The data START

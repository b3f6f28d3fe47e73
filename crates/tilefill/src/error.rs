//! Error types for tilefill.
//!
//! Configuration problems are caught before any tile is generated.
//! Geometry failures come from the clipping engine and abort the fill
//! unchanged; a degenerate boundary is not an error at all.

use thiserror::Error;

/// Errors raised while configuring or running a fill.
#[derive(Debug, Clone, PartialEq, Error)]
pub enum FillError {
    #[error("Invalid tiling parameters: {reason}")]
    InvalidParameters { reason: String },

    #[error("Tiling parameters must be set before filling")]
    NotConfigured,

    #[error("Fill cancelled after visiting {visited} tiles")]
    Cancelled { visited: usize },

    #[error(transparent)]
    Geometry(#[from] GeometryError),
}

impl FillError {
    pub(crate) fn invalid(reason: impl Into<String>) -> Self {
        FillError::InvalidParameters { reason: reason.into() }
    }
}

/// Failures reported by a [`crate::clip::GeometryEngine`].
#[derive(Debug, Clone, PartialEq, Error)]
pub enum GeometryError {
    #[error("Polygon has a non-finite coordinate at vertex {index}")]
    NonFinite { index: usize },

    #[error("Boundary is self-intersecting: edge {first_edge} crosses edge {second_edge}")]
    SelfIntersecting { first_edge: usize, second_edge: usize },

    #[error("Geometry engine failure: {0}")]
    Engine(String),
}

pub type Result<T, E = FillError> = std::result::Result<T, E>;
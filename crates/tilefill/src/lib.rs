//! # tilefill
//!
//! Fill a polygonal boundary with a lattice of congruent regular polygons
//! (triangles, squares or hexagons), clipping the tiles that straddle the
//! boundary.
//!
//! ```no_run
//! use tilefill::{BoundaryFiller, Point, Polygon, TilingParams};
//!
//! let boundary = Polygon::new(vec![
//!     Point::new(0.0, 0.0),
//!     Point::new(10.0, 0.0),
//!     Point::new(10.0, 10.0),
//!     Point::new(0.0, 10.0),
//! ]);
//! let params = TilingParams::new(2.0, 6, 0.0)?;
//! let result = BoundaryFiller::from_centroid(boundary).with_params(params).fill()?;
//! println!("{} pieces", result.len());
//! # Ok::<(), tilefill::FillError>(())
//! ```
//!
//! ## Rust Lesson #7: Modules
//!
//! Every module is declared explicitly with `mod`; `pub use` re-exports
//! the types most callers need so they can write `tilefill::Polygon`
//! instead of `tilefill::geometry::Polygon`.

pub mod clip;
pub mod error;
pub mod fill;
pub mod geometry;
pub mod lattice;
pub mod output;
pub mod projection;
pub mod svg;

pub use clip::{GeoEngine, GeometryEngine};
pub use error::{FillError, GeometryError};
pub use fill::{BoundaryFiller, FillResult, FillStats, Piece, fill_boundary};
pub use geometry::{Point, Polygon};
pub use lattice::{Cell, SideCount, Tile, TileGenerator, TileId, TilingParams};
pub use output::{OutputError, WebNames, write_web_data};
pub use projection::{GaussKruger, LonLat, Projection, ProjectionError};
pub use svg::{SvgError, extract_boundary_from_svg, extract_polygons_from_svg, pieces_to_svg};
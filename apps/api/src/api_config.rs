use std::env;
use std::net::{IpAddr, SocketAddr};
use std::str::FromStr;

use maklaro_core::AppError;
use tracing_subscriber::EnvFilter;

/// SMTP relay settings for outbound mail.
#[derive(Debug, Clone)]
pub struct SmtpRuntimeConfig {
    pub host: String,
    pub port: u16,
    pub username: String,
    pub password: String,
    pub from_address: String,
}

/// Which email delivery backend the process wires in.
#[derive(Debug, Clone)]
pub enum EmailProviderConfig {
    Console,
    Smtp(SmtpRuntimeConfig),
}

/// Runtime configuration for the API process, read once at startup.
#[derive(Debug, Clone)]
pub struct ApiConfig {
    pub migrate_only: bool,
    pub database_url: String,
    pub console_url: String,
    pub tenant_base_domain: String,
    pub platform_owner_token: String,
    pub api_host: String,
    pub api_port: u16,
    pub email_provider: EmailProviderConfig,
}

impl ApiConfig {
    pub fn load() -> Result<Self, AppError> {
        let migrate_only = env::args().nth(1).as_deref() == Some("migrate");

        let database_url = required_env("DATABASE_URL")?;
        let console_url =
            env::var("CONSOLE_URL").unwrap_or_else(|_| "http://localhost:3000".to_owned());
        let tenant_base_domain = required_non_empty_env("TENANT_BASE_DOMAIN")?;

        let platform_owner_token = required_env("PLATFORM_OWNER_TOKEN")?;
        if platform_owner_token.len() < 32 {
            return Err(AppError::Validation(
                "PLATFORM_OWNER_TOKEN must be at least 32 characters".to_owned(),
            ));
        }

        let api_host = env::var("API_HOST").unwrap_or_else(|_| "127.0.0.1".to_owned());
        let api_port = env::var("API_PORT")
            .ok()
            .and_then(|value| value.parse::<u16>().ok())
            .unwrap_or(3001);

        let email_provider = match env::var("EMAIL_PROVIDER")
            .unwrap_or_else(|_| "console".to_owned())
            .as_str()
        {
            "console" => EmailProviderConfig::Console,
            "smtp" => {
                let port = required_non_empty_env("SMTP_PORT")?
                    .parse::<u16>()
                    .map_err(|error| AppError::Validation(format!("invalid SMTP_PORT: {error}")))?;
                EmailProviderConfig::Smtp(SmtpRuntimeConfig {
                    host: required_non_empty_env("SMTP_HOST")?,
                    port,
                    username: required_non_empty_env("SMTP_USERNAME")?,
                    password: required_non_empty_env("SMTP_PASSWORD")?,
                    from_address: required_non_empty_env("SMTP_FROM_ADDRESS")?,
                })
            }
            other => {
                return Err(AppError::Validation(format!(
                    "EMAIL_PROVIDER must be either 'console' or 'smtp', got '{other}'"
                )));
            }
        };

        Ok(Self {
            migrate_only,
            database_url,
            console_url,
            tenant_base_domain,
            platform_owner_token,
            api_host,
            api_port,
            email_provider,
        })
    }

    pub fn socket_address(&self) -> Result<SocketAddr, AppError> {
        let host = IpAddr::from_str(&self.api_host).map_err(|error| {
            AppError::Internal(format!("invalid API_HOST '{}': {error}", self.api_host))
        })?;
        Ok(SocketAddr::from((host, self.api_port)))
    }
}

pub fn init_tracing() {
    let env_filter = EnvFilter::try_from_default_env().unwrap_or_else(|_| EnvFilter::new("info"));

    tracing_subscriber::fmt()
        .with_env_filter(env_filter)
        .with_target(false)
        .compact()
        .init();
}

fn required_env(name: &str) -> Result<String, AppError> {
    env::var(name).map_err(|_| AppError::Validation(format!("{name} is required")))
}

fn required_non_empty_env(name: &str) -> Result<String, AppError> {
    let value = required_env(name)?;
    if value.trim().is_empty() {
        return Err(AppError::Validation(format!("{name} must not be empty")));
    }

    Ok(value)
}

The data END

Instructions to follow »
Please repeat the entries above exactly as they read.

Exercise response »
repository b3f6f28d3fe47e73
filename crates/tilefill/src/error.rs
//! Error types for tilefill.
//!
//! Configuration problems are caught before any tile is generated.
//! Geometry failures come from the clipping engine and abort the fill
//! unchanged; a degenerate boundary is not an error at all.

use thiserror::Error;

/// Errors raised while configuring or running a fill.
#[derive(Debug, Clone, PartialEq, Error)]
pub enum FillError {
    #[error("Invalid tiling parameters: {reason}")]
    InvalidParameters { reason: String },

    #[error("Tiling parameters must be set before filling")]
    NotConfigured,

    #[error("Fill cancelled after visiting {visited} tiles")]
    Cancelled { visited: usize },

    #[error(transparent)]
    Geometry(#[from] GeometryError),
}

impl FillError {
    pub(crate) fn invalid(reason: impl Into<String>) -> Self {
        FillError::InvalidParameters { reason: reason.into() }
    }
}

/// Failures reported by a [`crate::clip::GeometryEngine`].
#[derive(Debug, Clone, PartialEq, Error)]
pub enum GeometryError {
    #[error("Polygon has a non-finite coordinate at vertex {index}")]
    NonFinite { index: usize },

    #[error("Boundary is self-intersecting: edge {first_edge} crosses edge {second_edge}")]
    SelfIntersecting { first_edge: usize, second_edge: usize },

    #[error("Geometry engine failure: {0}")]
    Engine(String),
}

pub type Result<T, E = FillError> = std::result::Result<T, E>;
filename crates/tilefill/src/lib.rs
//! # tilefill
//!
//! Fill a polygonal boundary with a lattice of congruent regular polygons
//! (triangles, squares or hexagons), clipping the tiles that straddle the
//! boundary.
//!
//! ```no_run
//! use tilefill::{BoundaryFiller, Point, Polygon, TilingParams};
//!
//! let boundary = Polygon::new(vec![
//!     Point::new(0.0, 0.0),
//!     Point::new(10.0, 0.0),
//!     Point::new(10.0, 10.0),
//!     Point::new(0.0, 10.0),
//! ]);
//! let params = TilingParams::new(2.0, 6, 0.0)?;
//! let result = BoundaryFiller::from_centroid(boundary).with_params(params).fill()?;
//! println!("{} pieces", result.len());
//! # Ok::<(), tilefill::FillError>(())
//! ```
//!
//! ## Rust Lesson #7: Modules
//!
//! Every module is declared explicitly with `mod`; `pub use` re-exports
//! the types most callers need so they can write `tilefill::Polygon`
//! instead of `tilefill::geometry::Polygon`.

pub mod clip;
pub mod error;
pub mod fill;
pub mod geometry;
pub mod lattice;
pub mod output;
pub mod projection;
pub mod svg;

pub use clip::{GeoEngine, GeometryEngine};
pub use error::{FillError, GeometryError};
pub use fill::{BoundaryFiller, FillResult, FillStats, Piece, fill_boundary};
pub use geometry::{Point, Polygon};
pub use lattice::{Cell, SideCount, Tile, TileGenerator, TileId, TilingParams};
pub use output::{OutputError, WebNames, write_web_data};
pub use projection::{GaussKruger, LonLat, Projection, ProjectionError};
pub use svg::{SvgError, extract_boundary_from_svg, extract_polygons_from_svg, pieces_to_svg};
filename apps/api/src/api_config.rs
use std::env;
use std::net::{IpAddr, SocketAddr};
use std::str::FromStr;

use maklaro_core::AppError;
use tracing_subscriber::EnvFilter;

/// SMTP relay settings for outbound mail.
#[derive(Debug, Clone)]
pub struct SmtpRuntimeConfig {
    pub host: String,
    pub port: u16,
    pub username: String,
    pub password: String,
    pub from_address: String,
}

/// Which email delivery backend the process wires in.
#[derive(Debug, Clone)]
pub enum EmailProviderConfig {
    Console,
    Smtp(SmtpRuntimeConfig),
}

/// Runtime configuration for the API process, read once at startup.
#[derive(Debug, Clone)]
pub struct ApiConfig {
    pub migrate_only: bool,
    pub database_url: String,
    pub console_url: String,
    pub tenant_base_domain: String,
    pub platform_owner_token: String,
    pub api_host: String,
    pub api_port: u16,
    pub email_provider: EmailProviderConfig,
}

impl ApiConfig {
    pub fn load() -> Result<Self, AppError> {
        let migrate_only = env::args().nth(1).as_deref() == Some("migrate");

        let database_url = required_env("DATABASE_URL")?;
        let console_url =
            env::var("CONSOLE_URL").unwrap_or_else(|_| "http://localhost:3000".to_owned());
        let tenant_base_domain = required_non_empty_env("TENANT_BASE_DOMAIN")?;

        let platform_owner_token = required_env("PLATFORM_OWNER_TOKEN")?;
        if platform_owner_token.len() < 32 {
            return Err(AppError::Validation(
                "PLATFORM_OWNER_TOKEN must be at least 32 characters".to_owned(),
            ));
        }

        let api_host = env::var("API_HOST").unwrap_or_else(|_| "127.0.0.1".to_owned());
        let api_port = env::var("API_PORT")
            .ok()
            .and_then(|value| value.parse::<u16>().ok())
            .unwrap_or(3001);

        let email_provider = match env::var("EMAIL_PROVIDER")
            .unwrap_or_else(|_| "console".to_owned())
            .as_str()
        {
            "console" => EmailProviderConfig::Console,
            "smtp" => {
                let port = required_non_empty_env("SMTP_PORT")?
                    .parse::<u16>()
                    .map_err(|error| AppError::Validation(format!("invalid SMTP_PORT: {error}")))?;
                EmailProviderConfig::Smtp(SmtpRuntimeConfig {
                    host: required_non_empty_env("SMTP_HOST")?,
                    port,
                    username: required_non_empty_env("SMTP_USERNAME")?,
                    password: required_non_empty_env("SMTP_PASSWORD")?,
                    from_address: required_non_empty_env("SMTP_FROM_ADDRESS")?,
                })
            }
            other => {
                return Err(AppError::Validation(format!(
                    "EMAIL_PROVIDER must be either 'console' or 'smtp', got '{other}'"
                )));
            }
        };

        Ok(Self {
            migrate_only,
            database_url,
            console_url,
            tenant_base_domain,
            platform_owner_token,
            api_host,
            api_port,
            email_provider,
        })
    }

    pub fn socket_address(&self) -> Result<SocketAddr, AppError> {
        let host = IpAddr::from_str(&self.api_host).map_err(|error| {
            AppError::Internal(format!("invalid API_HOST '{}': {error}", self.api_host))
        })?;
        Ok(SocketAddr::from((host, self.api_port)))
    }
}

pub fn init_tracing() {
    let env_filter = EnvFilter::try_from_default_env().unwrap_or_else(|_| EnvFilter::new("info"));

    tracing_subscriber::fmt()
        .with_env_filter(env_filter)
        .with_target(false)
        .compact()
        .init();
}

fn required_env(name: &str) -> Result<String, AppError> {
    env::var(name).map_err(|_| AppError::Validation(format!("{name} is required")))
}

fn required_non_empty_env(name: &str) -> Result<String, AppError> {
    let value = required_env(name)?;
    if value.trim().is_empty() {
        return Err(AppError::Validation(format!("{name} must not be empty")));
    }

    Ok(value)
}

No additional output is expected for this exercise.